My boys have become accustomed to my new type of mothering with Lupus. They probably don’t even remember the dynamo I once was and that makes me sad. The scrapbooking and hikes have stopped. The bike rides and long days in the pool are fewer. The boys have learned to know when I am having too much pain or fatigue to participate. They know if I am asleep, to let me rest and not to wake me. They move the laundry for me, cook their own after-school snacks and pick up the heavy loads for me at the grocery store. They come and sit with me instead of me going to them when I need them near.
They are great boys. They know that “the sun makes mama sick,” so I have to stay indoors most of the time, which is a big change for us. Now, when I can get outside, I carry an umbrella around on sunny days to help me stay in the shade. Gardening is one of my favorite activities so my husband and boys have learned to move around 2 giant deck umbrellas for me.
At the pool, I sit under an awning and watch them splash around and have their fun, unable to join in very much now. They don’t know what Lupus is really, but they know the fatigue and the pain and that I have good days and bad days. They watch me take 20 pills a day at mealtimes. I certainly wonder what they must think of all this.
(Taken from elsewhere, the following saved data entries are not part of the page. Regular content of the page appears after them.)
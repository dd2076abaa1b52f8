//! Configuration management for depwalk.
//!
//! Settings come from three layers, later layers winning:
//!
//! 1. A YAML file (`depwalk.yaml` by default). A missing file yields defaults.
//! 2. `DEPWALK_*` environment variables.
//! 3. Command line flags, applied by the CLI.
//!
//! ```yaml
//! store:
//!   data-file: data/libraries.jsonl
//!   strict: false
//! traversal:
//!   max-concurrent-lookups: 16
//!   timeout-secs: 30
//!   known-ids-file: data/known_ids.txt
//!   filter-by-store-ids: false
//! ```

use crate::error::{ConfigError, Result};
use crate::traversal::{DEFAULT_MAX_CONCURRENT_LOOKUPS, TraversalOptions};
use serde::{Deserialize, Serialize};
use std::path::{Path, PathBuf};
use std::time::Duration;
use tokio::fs;

/// Default configuration file name, resolved against the working directory.
pub const DEFAULT_CONFIG_FILE: &str = "depwalk.yaml";

/// Path to the document file.
pub const ENV_DATA_FILE: &str = "DEPWALK_DATA_FILE";
/// Concurrency cap for point reads.
pub const ENV_MAX_CONCURRENT_LOOKUPS: &str = "DEPWALK_MAX_CONCURRENT_LOOKUPS";
/// Overall traversal timeout in seconds.
pub const ENV_TIMEOUT_SECS: &str = "DEPWALK_TIMEOUT_SECS";
/// Path to the known-id list.
pub const ENV_KNOWN_IDS_FILE: &str = "DEPWALK_KNOWN_IDS_FILE";
/// Fail the load on the first bad record.
pub const ENV_STRICT_LOAD: &str = "DEPWALK_STRICT_LOAD";

const ENVIRONMENT_VARIABLES: &[(&str, &str)] = &[
    (ENV_DATA_FILE, "Path to the library documents (.jsonl or .json)"),
    (
        ENV_MAX_CONCURRENT_LOOKUPS,
        "Maximum point reads in flight per traversal level",
    ),
    (ENV_TIMEOUT_SECS, "Overall traversal timeout in seconds"),
    (
        ENV_KNOWN_IDS_FILE,
        "Newline-separated list of ids known to exist in the store",
    ),
    (
        ENV_STRICT_LOAD,
        "Fail on the first malformed or invalid document (1/true or 0/false)",
    ),
];

/// Top-level configuration.
#[derive(Debug, Clone, Default, Serialize, Deserialize, PartialEq, Eq)]
#[serde(default)]
pub struct DepwalkConfig {
    /// Document source.
    pub store: StoreConfig,

    /// Traversal tuning.
    pub traversal: TraversalConfig,
}

/// Store configuration section.
#[derive(Debug, Clone, Default, Serialize, Deserialize, PartialEq, Eq)]
#[serde(default, rename_all = "kebab-case")]
pub struct StoreConfig {
    /// Path to the document file.
    #[serde(skip_serializing_if = "Option::is_none")]
    pub data_file: Option<PathBuf>,

    /// Treat load warnings as errors.
    pub strict: bool,
}

/// Traversal configuration section.
#[derive(Debug, Clone, Serialize, Deserialize, PartialEq, Eq)]
#[serde(default, rename_all = "kebab-case")]
pub struct TraversalConfig {
    /// Maximum point reads in flight per level.
    pub max_concurrent_lookups: usize,

    /// Overall timeout in seconds. Absent means no limit.
    #[serde(skip_serializing_if = "Option::is_none")]
    pub timeout_secs: Option<u64>,

    /// Known-id list used to skip doomed lookups.
    #[serde(skip_serializing_if = "Option::is_none")]
    pub known_ids_file: Option<PathBuf>,

    /// Build the known-id filter from the loaded store's own ids.
    pub filter_by_store_ids: bool,
}

impl Default for TraversalConfig {
    fn default() -> Self {
        Self {
            max_concurrent_lookups: DEFAULT_MAX_CONCURRENT_LOOKUPS,
            timeout_secs: None,
            known_ids_file: None,
            filter_by_store_ids: false,
        }
    }
}

/// An environment variable the configuration reads.
#[derive(Debug, Clone, PartialEq, Eq, Serialize)]
pub struct EnvVarInfo {
    /// Variable name.
    pub name: &'static str,
    /// What it controls.
    pub description: &'static str,
    /// Current value, if set.
    pub value: Option<String>,
}

/// List every environment variable depwalk reads, with its current value.
#[must_use]
pub fn defined_environment_variables() -> Vec<EnvVarInfo> {
    ENVIRONMENT_VARIABLES
        .iter()
        .map(|&(name, description)| EnvVarInfo {
            name,
            description,
            value: std::env::var(name).ok(),
        })
        .collect()
}

impl DepwalkConfig {
    /// Parse configuration from YAML text.
    ///
    /// # Errors
    ///
    /// Returns [`ConfigError::Yaml`] if the text is not valid configuration.
    pub fn from_yaml(content: &str) -> Result<Self> {
        serde_yaml::from_str(content).map_err(|e| ConfigError::Yaml(e.to_string()).into())
    }

    /// Load configuration from a file.
    ///
    /// # Errors
    ///
    /// Returns an error if the file cannot be read or parsed.
    pub async fn load(path: &Path) -> Result<Self> {
        let content = fs::read_to_string(path).await?;
        Self::from_yaml(&content)
    }

    /// Load configuration from a file, falling back to defaults when the
    /// file does not exist.
    ///
    /// # Errors
    ///
    /// Returns an error if the file exists but cannot be read or parsed.
    pub async fn load_or_default(path: &Path) -> Result<Self> {
        if !fs::try_exists(path).await? {
            tracing::debug!(path = %path.display(), "No config file, using defaults");
            return Ok(Self::default());
        }
        Self::load(path).await
    }

    /// Save configuration to a file.
    ///
    /// # Errors
    ///
    /// Returns an error if serialization or the write fails.
    pub async fn save(&self, path: &Path) -> Result<()> {
        let content = serde_yaml::to_string(self).map_err(|e| ConfigError::Yaml(e.to_string()))?;
        fs::write(path, content).await?;
        Ok(())
    }

    /// Apply `DEPWALK_*` overrides from the process environment.
    ///
    /// Unusable values are logged and ignored.
    pub fn apply_env(&mut self) {
        for rejected in self.apply_env_with(|name| std::env::var(name).ok()) {
            tracing::warn!(error = %rejected, "Ignoring environment override");
        }
    }

    /// Apply overrides read through `lookup`.
    ///
    /// Returns the values that were rejected; valid ones are applied even
    /// when others fail. Empty values count as unset.
    pub fn apply_env_with<F>(&mut self, lookup: F) -> Vec<ConfigError>
    where
        F: Fn(&str) -> Option<String>,
    {
        let get = |name: &str| lookup(name).filter(|v| !v.trim().is_empty());
        let mut rejected = Vec::new();

        if let Some(path) = get(ENV_DATA_FILE) {
            self.store.data_file = Some(PathBuf::from(path));
        }

        if let Some(raw) = get(ENV_MAX_CONCURRENT_LOOKUPS) {
            match raw.trim().parse::<usize>() {
                Ok(n) if n > 0 => self.traversal.max_concurrent_lookups = n,
                _ => rejected.push(ConfigError::InvalidEnvVar {
                    name: ENV_MAX_CONCURRENT_LOOKUPS,
                    value: raw,
                }),
            }
        }

        if let Some(raw) = get(ENV_TIMEOUT_SECS) {
            match raw.trim().parse::<u64>() {
                Ok(secs) => self.traversal.timeout_secs = Some(secs),
                Err(_) => rejected.push(ConfigError::InvalidEnvVar {
                    name: ENV_TIMEOUT_SECS,
                    value: raw,
                }),
            }
        }

        if let Some(path) = get(ENV_KNOWN_IDS_FILE) {
            self.traversal.known_ids_file = Some(PathBuf::from(path));
        }

        if let Some(raw) = get(ENV_STRICT_LOAD) {
            match raw.trim().to_ascii_lowercase().as_str() {
                "1" | "true" => self.store.strict = true,
                "0" | "false" => self.store.strict = false,
                _ => rejected.push(ConfigError::InvalidEnvVar {
                    name: ENV_STRICT_LOAD,
                    value: raw,
                }),
            }
        }

        rejected
    }

    /// Check value ranges.
    ///
    /// # Errors
    ///
    /// Returns [`ConfigError::InvalidConcurrency`] if
    /// `max-concurrent-lookups` is 0.
    pub fn validate(&self) -> std::result::Result<(), ConfigError> {
        self.traversal_options().validate()
    }

    /// Configured data file.
    ///
    /// # Errors
    ///
    /// Returns [`ConfigError::MissingDataFile`] when none is set.
    pub fn data_file(&self) -> std::result::Result<&Path, ConfigError> {
        self.store
            .data_file
            .as_deref()
            .ok_or(ConfigError::MissingDataFile)
    }

    /// Engine options derived from the traversal section.
    #[must_use]
    pub fn traversal_options(&self) -> TraversalOptions {
        TraversalOptions {
            max_concurrent_lookups: self.traversal.max_concurrent_lookups,
            timeout: self.traversal.timeout_secs.map(Duration::from_secs),
        }
    }
}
I do know that if I stay rested, despite the Lupus, I will live longer and with a higher quality of life. Still, a sense of guilt sits alongside me in my easy chair on these recovery days. So much needs to be done. But I love my family and I want a long life with them and their bright futures. I just may have to be the mom that carries an umbrella with me in the sunny moments that await us all together. It is my new normal. I have to get to a good emotional place with what I have to do to take care of me.
Moms do so very much. All you moms out there know that this is hard work. How would I ever know that all of this hard mama work was going to be done from just resting and taking care of me? So, these days, I recover and I rest. These boys will grow into men who will need their mama, no matter how old they are. I look forward to graduations and weddings and grandkids. In the meantime, I just have to sit here, in my chair and conserve precious energy for that future.